//! Request extractors whose rejections render as [`ApiError`] JSON bodies.

use crate::web::error::ApiError;
use axum::extract::{FromRequest, FromRequestParts};

/// JSON request body.
#[derive(FromRequest)]
#[from_request(via(axum::Json), rejection(ApiError))]
pub struct JsonBody<T>(pub T);

/// Query string parameters.
#[derive(FromRequestParts)]
#[from_request(via(axum::extract::Query), rejection(ApiError))]
pub struct QueryParams<T>(pub T);

/// Path parameters.
#[derive(FromRequestParts)]
#[from_request(via(axum::extract::Path), rejection(ApiError))]
pub struct PathParam<T>(pub T);
//! Shared-secret gate for reading routes.

use crate::web::error::ApiError;
use crate::web::handlers::AppState;
use axum::{
    extract::{Request, State},
    middleware::Next,
    response::Response,
};
use tracing::warn;

/// Header carrying the shared secret.
pub const API_KEY_HEADER: &str = "x-api-key";

/// Reject requests whose `x-api-key` does not match the configured secret.
///
/// Without a configured secret every request passes.
pub async fn require_api_key(
    State(state): State<AppState>,
    request: Request,
    next: Next,
) -> Result<Response, ApiError> {
    if let Some(expected) = state.api_key.as_deref() {
        let provided = request
            .headers()
            .get(API_KEY_HEADER)
            .and_then(|value| value.to_str().ok());

        if provided != Some(expected) {
            warn!(
                "Rejected {} {}: missing or invalid API key",
                request.method(),
                request.uri().path()
            );
            return Err(ApiError::Unauthorized("Invalid or missing API key".to_string()));
        }
    }

    Ok(next.run(request).await)
}
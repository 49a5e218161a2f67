use chrono::Local;
use criterion::{criterion_group, criterion_main, BenchmarkId, Criterion};
use sensorlink::{
    web::models::NewReading, CancelFlag, Command, DeviceReply, IntervalSampler, ReadingStore,
    Report, RunConfig, Sample, ScriptedLink,
};
use std::time::Duration;

fn samples(count: u32) -> Vec<Sample> {
    let now = Local::now();
    (1..=count)
        .map(|sequence| Sample {
            sequence,
            value: 20.0 + f64::from(sequence % 7) * 0.25,
            elapsed: Duration::from_secs(u64::from(sequence) * 30),
            captured_at: now,
        })
        .collect()
}

/// Benchmark reply parsing
fn bench_reply_parsing(c: &mut Criterion) {
    c.bench_function("reply_value_numeric", |b| {
        b.iter(|| DeviceReply::from_line("23.75\r\n").value())
    });

    c.bench_function("reply_value_text", |b| {
        b.iter(|| DeviceReply::from_line("Sound meter ON\r\n").value())
    });

    c.bench_function("command_from_str", |b| {
        b.iter(|| "read-temperature".parse::<Command>().expect("Should parse"))
    });
}

/// Benchmark a full sampling run against a scripted device
fn bench_sampling_run(c: &mut Criterion) {
    let rt = tokio::runtime::Builder::new_current_thread()
        .enable_time()
        .start_paused(true)
        .build()
        .expect("Should create tokio runtime");

    for iterations in [10u32, 100, 1000].iter() {
        c.bench_with_input(
            BenchmarkId::new("sampling_run", iterations),
            iterations,
            |b, &iterations| {
                b.to_async(&rt).iter(|| async move {
                    let replies = (0..iterations).map(|i| {
                        if i % 5 == 0 {
                            "ERR".to_string()
                        } else {
                            format!("{:.2}", 20.0 + f64::from(i % 10) * 0.1)
                        }
                    });
                    let mut link = ScriptedLink::new(replies);
                    let (tx, _rx) = tokio::sync::mpsc::unbounded_channel();

                    IntervalSampler::new()
                        .run(&mut link, &RunConfig::new(iterations, 60), &tx, &CancelFlag::new())
                        .await
                        .expect("Should complete run")
                })
            },
        );
    }
}

/// Benchmark report export
fn bench_report_export(c: &mut Criterion) {
    for count in [10u32, 120, 1000].iter() {
        let report = Report::from_samples(&samples(*count), 21.0);

        c.bench_with_input(BenchmarkId::new("report_xlsx", count), &report, |b, report| {
            b.iter(|| report.to_xlsx().expect("Should build xlsx"))
        });

        c.bench_with_input(BenchmarkId::new("report_csv", count), &report, |b, report| {
            b.iter(|| report.to_csv().expect("Should build csv"))
        });
    }
}

/// Benchmark reading store inserts and aggregates
fn bench_reading_store(c: &mut Criterion) {
    let rt = tokio::runtime::Runtime::new().expect("Should create tokio runtime");

    let store = ReadingStore::new();
    rt.block_on(async {
        for i in 0..1000 {
            store
                .insert(NewReading {
                    temperature: 18.0 + f64::from(i % 50) * 0.1,
                    co2: Some(400 + i % 300),
                    noise_db: None,
                    light_lux: Some(f64::from(i)),
                    timestamp: None,
                })
                .await;
        }
    });

    c.bench_function("store_stats_1000", |b| {
        b.to_async(&rt).iter(|| async { store.stats(Default::default()).await })
    });

    c.bench_function("store_insert", |b| {
        b.to_async(&rt).iter(|| async {
            store
                .insert(NewReading {
                    temperature: 21.0,
                    co2: None,
                    noise_db: Some(40.0),
                    light_lux: None,
                    timestamp: None,
                })
                .await
        })
    });
}

criterion_group!(
    benches,
    bench_reply_parsing,
    bench_sampling_run,
    bench_report_export,
    bench_reading_store
);

criterion_main!(benches);
//! HTTP error responses.

use axum::{
    extract::rejection::{JsonRejection, PathRejection, QueryRejection},
    http::StatusCode,
    response::{IntoResponse, Response},
    Json,
};
use serde_json::json;
use tracing::debug;

#[derive(Debug)]
pub enum ApiError {
    NotFound(String),
    BadRequest(String),
    Unauthorized(String),
    /// Request could not be extracted; keeps the extractor's status
    Rejected(StatusCode, String),
}

impl IntoResponse for ApiError {
    fn into_response(self) -> Response {
        let (status, message) = match self {
            ApiError::NotFound(msg) => (StatusCode::NOT_FOUND, msg),
            ApiError::BadRequest(msg) => (StatusCode::BAD_REQUEST, msg),
            ApiError::Unauthorized(msg) => (StatusCode::UNAUTHORIZED, msg),
            ApiError::Rejected(status, msg) => (status, msg),
        };

        let body = Json(json!({
            "error": message,
        }));

        (status, body).into_response()
    }
}

impl From<JsonRejection> for ApiError {
    fn from(rejection: JsonRejection) -> Self {
        debug!("Rejected JSON body: {}", rejection.body_text());
        ApiError::Rejected(rejection.status(), rejection.body_text())
    }
}

impl From<QueryRejection> for ApiError {
    fn from(rejection: QueryRejection) -> Self {
        debug!("Rejected query string: {}", rejection.body_text());
        ApiError::Rejected(rejection.status(), rejection.body_text())
    }
}

impl From<PathRejection> for ApiError {
    fn from(rejection: PathRejection) -> Self {
        debug!("Rejected path parameter: {}", rejection.body_text());
        ApiError::Rejected(rejection.status(), rejection.body_text())
    }
}
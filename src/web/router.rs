//! Web application router and middleware setup.

use crate::web::auth;
use crate::web::config::WebConfig;
use crate::web::handlers::{self, AppState};
use crate::web::store::ReadingStore;
use axum::{
    middleware,
    routing::{get, post},
    Router,
};
use std::sync::Arc;
use tower::ServiceBuilder;
use tower_http::{
    cors::{Any, CorsLayer},
    trace::TraceLayer,
};
use tracing::info;

/// Create the axum application with all routes and middleware.
pub fn create_app(config: &WebConfig, store: Arc<ReadingStore>) -> Router {
    let state = AppState::new(store, config.api_key.clone());

    if state.api_key.is_some() {
        info!("Reading routes require the {} header", auth::API_KEY_HEADER);
    }

    let readings = Router::new()
        .route(
            "/sensor-data",
            post(handlers::add_reading).get(handlers::list_readings),
        )
        .route("/sensor-data/stats", get(handlers::reading_stats))
        .route(
            "/sensor-data/:id",
            get(handlers::get_reading).delete(handlers::delete_reading),
        )
        .route_layer(middleware::from_fn_with_state(
            state.clone(),
            auth::require_api_key,
        ));

    let mut app = Router::new()
        .route("/", get(handlers::root))
        .route("/api/health", get(handlers::health_check))
        .merge(readings)
        .with_state(state);

    // Add middleware layers
    let service_builder = ServiceBuilder::new().layer(TraceLayer::new_for_http());

    // Add CORS if enabled
    if config.enable_cors {
        app = app.layer(
            CorsLayer::new()
                .allow_origin(Any)
                .allow_methods(Any)
                .allow_headers(Any),
        );
    }

    app.layer(service_builder)
}
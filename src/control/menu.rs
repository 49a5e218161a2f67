//! Menu state and user selections.

use crate::error::SensorError;
use crate::sampling::RunConfig;
use serde::{Deserialize, Serialize};
use std::str::FromStr;

/// Step for the total-duration buttons, in minutes.
pub const DURATION_STEP_MINUTES: u32 = 1;
/// Step for the interval buttons, in seconds.
pub const INTERVAL_STEP_SECS: u32 = 10;

/// Main menu as shown to the user.
pub const MENU_TEXT: &str = "\
Select an option:
  1) Turn LED on
  2) Turn LED off
  3) Measure temperature now
  4) Measure temperature over an interval
  5) Toggle sound meter
  6) Turn RGB LED on
  7) Turn RGB LED off
  +min / -min   adjust total time by 1 minute
  +int / -int   adjust interval by 10 seconds
  settings      show the interval settings
  help          show this menu
  quit          stop";

/// A user selection.
#[derive(Debug, Clone, Copy, PartialEq, Eq)]
pub enum MenuAction {
    LedOn,
    LedOff,
    MeasureNow,
    IntervalRun,
    ToggleSoundMeter,
    RgbLedOn,
    RgbLedOff,
    IncreaseDuration,
    DecreaseDuration,
    IncreaseInterval,
    DecreaseInterval,
    ShowSettings,
    Help,
    Quit,
}

impl FromStr for MenuAction {
    type Err = SensorError;

    fn from_str(s: &str) -> Result<Self, Self::Err> {
        let action = match s.trim().to_ascii_lowercase().as_str() {
            "1" | "led-on" => MenuAction::LedOn,
            "2" | "led-off" => MenuAction::LedOff,
            "3" | "measure" => MenuAction::MeasureNow,
            "4" | "run" | "interval" => MenuAction::IntervalRun,
            "5" | "sound" => MenuAction::ToggleSoundMeter,
            "6" | "rgb-on" => MenuAction::RgbLedOn,
            "7" | "rgb-off" => MenuAction::RgbLedOff,
            "+min" => MenuAction::IncreaseDuration,
            "-min" => MenuAction::DecreaseDuration,
            "+int" => MenuAction::IncreaseInterval,
            "-int" => MenuAction::DecreaseInterval,
            "s" | "settings" => MenuAction::ShowSettings,
            "h" | "?" | "help" | "menu" => MenuAction::Help,
            "q" | "quit" | "exit" | "stop" => MenuAction::Quit,
            other => return Err(SensorError::UnknownOption(other.to_string())),
        };
        Ok(action)
    }
}

/// State the menu carries between selections.
#[derive(Debug, Clone, Copy, PartialEq, Eq, Default, Serialize, Deserialize)]
pub struct ControlState {
    pub run_config: RunConfig,
    pub sound_meter_active: bool,
}

impl ControlState {
    pub fn new(run_config: RunConfig) -> Self {
        Self {
            run_config,
            sound_meter_active: false,
        }
    }

    pub fn increase_duration(&mut self) {
        self.run_config.total_minutes = self
            .run_config
            .total_minutes
            .saturating_add(DURATION_STEP_MINUTES);
    }

    /// Never goes below one minute.
    pub fn decrease_duration(&mut self) {
        if self.run_config.total_minutes > DURATION_STEP_MINUTES {
            self.run_config.total_minutes -= DURATION_STEP_MINUTES;
        }
    }

    pub fn increase_interval(&mut self) {
        self.run_config.interval_secs = self
            .run_config
            .interval_secs
            .saturating_add(INTERVAL_STEP_SECS);
    }

    /// Steps down only while above ten seconds, so 15 s lands on 5 s.
    pub fn decrease_interval(&mut self) {
        if self.run_config.interval_secs > INTERVAL_STEP_SECS {
            self.run_config.interval_secs -= INTERVAL_STEP_SECS;
        }
    }

    /// Flip the sound meter and return the new state.
    pub fn toggle_sound_meter(&mut self) -> bool {
        self.sound_meter_active = !self.sound_meter_active;
        self.sound_meter_active
    }

    pub fn settings_line(&self) -> String {
        format!(
            "Total time: {} min, interval: {} s",
            self.run_config.total_minutes, self.run_config.interval_secs
        )
    }
}
//! Web server configuration.

use serde::{Deserialize, Serialize};

/// Configuration for the ingestion API server.
#[derive(Debug, Clone, Serialize, Deserialize)]
pub struct WebConfig {
    /// Host to bind the server to
    pub host: String,
    /// Port to bind the server to
    pub port: u16,
    /// Whether to enable CORS
    pub enable_cors: bool,
    /// Shared secret required in the `x-api-key` header, if any
    #[serde(skip_serializing)]
    pub api_key: Option<String>,
}

impl Default for WebConfig {
    fn default() -> Self {
        Self {
            host: "0.0.0.0".to_string(),
            port: crate::DEFAULT_WEB_PORT,
            enable_cors: true,
            api_key: None,
        }
    }
}

impl WebConfig {
    /// Create a new web configuration with custom host and port.
    pub fn new(host: impl Into<String>, port: u16) -> Self {
        Self {
            host: host.into(),
            port,
            ..Default::default()
        }
    }

    /// Set the host for the web server.
    pub fn with_host(mut self, host: impl Into<String>) -> Self {
        self.host = host.into();
        self
    }

    /// Set the port for the web server.
    pub fn with_port(mut self, port: u16) -> Self {
        self.port = port;
        self
    }

    /// Enable or disable CORS.
    pub fn with_cors(mut self, enable_cors: bool) -> Self {
        self.enable_cors = enable_cors;
        self
    }

    /// Require a shared secret on reading routes. Empty keys are ignored.
    pub fn with_api_key(mut self, api_key: Option<String>) -> Self {
        self.api_key = api_key.filter(|key| !key.is_empty());
        self
    }

    /// Get the full bind address.
    pub fn bind_address(&self) -> String {
        format!("{}:{}", self.host, self.port)
    }
}
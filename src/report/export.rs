//! Spreadsheet serialisation of reports.

use crate::error::{Result, SensorError};
use crate::report::table::{Report, HEADERS};
use rust_xlsxwriter::{Format, Workbook};
use serde::{Deserialize, Serialize};
use std::fmt;
use std::path::{Path, PathBuf};
use std::str::FromStr;
use tracing::info;

/// File stem for exported reports.
pub const REPORT_FILE_STEM: &str = "temperature_measurements";

/// Supported export formats.
#[derive(Debug, Clone, Copy, PartialEq, Eq, Default, Serialize, Deserialize)]
#[serde(rename_all = "lowercase")]
pub enum ReportFormat {
    #[default]
    Xlsx,
    Csv,
}

impl ReportFormat {
    pub fn extension(&self) -> &'static str {
        match self {
            ReportFormat::Xlsx => "xlsx",
            ReportFormat::Csv => "csv",
        }
    }

    /// Default file name for this format.
    pub fn file_name(&self) -> String {
        format!("{}.{}", REPORT_FILE_STEM, self.extension())
    }
}

impl fmt::Display for ReportFormat {
    fn fmt(&self, f: &mut fmt::Formatter<'_>) -> fmt::Result {
        f.write_str(self.extension())
    }
}

impl FromStr for ReportFormat {
    type Err = SensorError;

    fn from_str(s: &str) -> Result<Self> {
        match s.trim().to_ascii_lowercase().as_str() {
            "xlsx" => Ok(ReportFormat::Xlsx),
            "csv" => Ok(ReportFormat::Csv),
            other => Err(SensorError::config_error(format!(
                "Unsupported report format: {}. Use 'xlsx' or 'csv'",
                other
            ))),
        }
    }
}

impl Report {
    /// Serialise into the given format.
    pub fn to_bytes(&self, format: ReportFormat) -> Result<Vec<u8>> {
        match format {
            ReportFormat::Xlsx => self.to_xlsx(),
            ReportFormat::Csv => self.to_csv(),
        }
    }

    /// Single-sheet workbook with a bold header row. Blank cells are left unwritten.
    pub fn to_xlsx(&self) -> Result<Vec<u8>> {
        let mut workbook = Workbook::new();
        let header_format = Format::new().set_bold();

        let worksheet = workbook.add_worksheet();
        worksheet.set_name("Measurements")?;

        for (col, header) in HEADERS.iter().enumerate() {
            worksheet.write_string_with_format(0, col as u16, *header, &header_format)?;
            worksheet.set_column_width(col as u16, 18)?;
        }

        for (index, row) in self.rows().iter().enumerate() {
            let r = index as u32 + 1;
            if let Some(sequence) = row.sequence {
                worksheet.write_number(r, 0, sequence)?;
            }
            worksheet.write_number(r, 1, row.value)?;
            if let Some(elapsed) = &row.elapsed {
                worksheet.write_string(r, 2, elapsed)?;
            }
            if let Some(measured_at) = &row.measured_at {
                worksheet.write_string(r, 3, measured_at)?;
            }
        }

        Ok(workbook.save_to_buffer()?)
    }

    pub fn to_csv(&self) -> Result<Vec<u8>> {
        let mut writer = csv::Writer::from_writer(Vec::new());
        writer.write_record(HEADERS)?;
        for row in self.rows() {
            writer.write_record(row.cells())?;
        }
        writer
            .into_inner()
            .map_err(|e| SensorError::report_error(e.to_string()))
    }

    /// Write to `path`, replacing any previous file.
    pub fn write_to(&self, path: &Path, format: ReportFormat) -> Result<()> {
        let bytes = self.to_bytes(format)?;
        std::fs::write(path, bytes)?;
        info!("Report written to {}", path.display());
        Ok(())
    }

    /// Write the default-named file into `dir` and return its path.
    pub fn write_to_dir(&self, dir: &Path, format: ReportFormat) -> Result<PathBuf> {
        std::fs::create_dir_all(dir)?;
        let path = dir.join(format.file_name());
        self.write_to(&path, format)?;
        Ok(path)
    }
}
//! HTTP handlers for the ingestion API.

use crate::web::error::ApiError;
use crate::web::extract::{JsonBody, PathParam, QueryParams};
use crate::web::models::{InsertResponse, NewReading, ReadingStats, StoredReading, TimeRange};
use crate::web::store::ReadingStore;
use axum::{extract::State, http::StatusCode, response::Json};
use serde_json::json;
use std::sync::Arc;
use tracing::{debug, info};
use uuid::Uuid;

/// Shared handler state.
#[derive(Clone)]
pub struct AppState {
    pub store: Arc<ReadingStore>,
    pub api_key: Option<Arc<str>>,
}

impl AppState {
    pub fn new(store: Arc<ReadingStore>, api_key: Option<String>) -> Self {
        Self {
            store,
            api_key: api_key.map(Arc::from),
        }
    }
}

/// Greeting at the root path.
pub async fn root() -> Json<serde_json::Value> {
    Json(json!({ "Hello": "World" }))
}

/// Health check endpoint.
pub async fn health_check(State(state): State<AppState>) -> Json<serde_json::Value> {
    Json(json!({
        "status": "ok",
        "service": "sensorlink",
        "version": env!("CARGO_PKG_VERSION"),
        "readings": state.store.len().await,
        "timestamp": chrono::Utc::now().to_rfc3339()
    }))
}

/// Store one reading.
pub async fn add_reading(
    State(state): State<AppState>,
    JsonBody(reading): JsonBody<NewReading>,
) -> Result<(StatusCode, Json<InsertResponse>), ApiError> {
    if !reading.temperature.is_finite() {
        return Err(ApiError::BadRequest("temperature must be a finite number".to_string()));
    }

    let stored = state.store.insert(reading).await;
    info!(id = %stored.id, temperature = stored.temperature, "reading stored");

    Ok((StatusCode::CREATED, Json(InsertResponse::inserted(stored.id))))
}

/// Readings in a time window, oldest first.
pub async fn list_readings(
    State(state): State<AppState>,
    QueryParams(range): QueryParams<TimeRange>,
) -> Result<Json<Vec<StoredReading>>, ApiError> {
    check_range(&range)?;
    let readings = state.store.list(range).await;
    debug!(count = readings.len(), "listing readings");
    Ok(Json(readings))
}

/// Mean and maximum per metric over a time window.
pub async fn reading_stats(
    State(state): State<AppState>,
    QueryParams(range): QueryParams<TimeRange>,
) -> Result<Json<ReadingStats>, ApiError> {
    check_range(&range)?;
    Ok(Json(state.store.stats(range).await))
}

pub async fn get_reading(
    State(state): State<AppState>,
    PathParam(id): PathParam<Uuid>,
) -> Result<Json<StoredReading>, ApiError> {
    state
        .store
        .get(id)
        .await
        .map(Json)
        .ok_or_else(|| ApiError::NotFound(format!("Reading {} not found", id)))
}

pub async fn delete_reading(
    State(state): State<AppState>,
    PathParam(id): PathParam<Uuid>,
) -> Result<Json<serde_json::Value>, ApiError> {
    if !state.store.delete(id).await {
        return Err(ApiError::NotFound(format!("Reading {} not found", id)));
    }

    info!(id = %id, "reading deleted");
    Ok(Json(json!({
        "status": "Data deleted",
        "id": id,
    })))
}

fn check_range(range: &TimeRange) -> Result<(), ApiError> {
    if range.is_inverted() {
        return Err(ApiError::BadRequest("start must not be after end".to_string()));
    }
    Ok(())
}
===============
# [Problem to work on]
Copy each line above holding "full".

# [Answer space]
/// Benchmark a full sampling run against a scripted device
    /// Get the full bind address.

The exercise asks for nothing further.